_TASK OBJECTIVE:_ Go through the entries below and count the lines holding the word "first". Reply with only the number, please.

_PROVIDED INFORMATION:_
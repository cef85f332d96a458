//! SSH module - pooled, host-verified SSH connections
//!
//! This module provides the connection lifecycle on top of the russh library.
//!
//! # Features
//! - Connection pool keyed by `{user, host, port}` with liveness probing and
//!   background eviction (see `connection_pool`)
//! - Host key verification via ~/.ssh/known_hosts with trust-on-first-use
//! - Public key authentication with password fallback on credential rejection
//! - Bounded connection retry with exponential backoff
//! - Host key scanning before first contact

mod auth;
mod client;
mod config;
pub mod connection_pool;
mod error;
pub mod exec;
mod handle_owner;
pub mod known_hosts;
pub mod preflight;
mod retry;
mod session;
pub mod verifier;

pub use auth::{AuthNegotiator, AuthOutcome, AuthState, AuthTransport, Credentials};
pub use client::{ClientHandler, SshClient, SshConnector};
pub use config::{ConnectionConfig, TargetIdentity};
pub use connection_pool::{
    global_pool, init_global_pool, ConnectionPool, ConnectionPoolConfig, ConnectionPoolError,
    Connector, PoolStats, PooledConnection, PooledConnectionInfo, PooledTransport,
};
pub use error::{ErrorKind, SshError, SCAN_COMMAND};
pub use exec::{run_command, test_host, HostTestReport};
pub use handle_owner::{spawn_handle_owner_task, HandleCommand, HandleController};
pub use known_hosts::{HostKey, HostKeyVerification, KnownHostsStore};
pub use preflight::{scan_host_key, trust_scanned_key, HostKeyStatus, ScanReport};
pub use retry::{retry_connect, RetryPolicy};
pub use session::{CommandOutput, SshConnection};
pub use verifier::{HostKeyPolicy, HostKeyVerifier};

_RESPONSE AREA:_ 2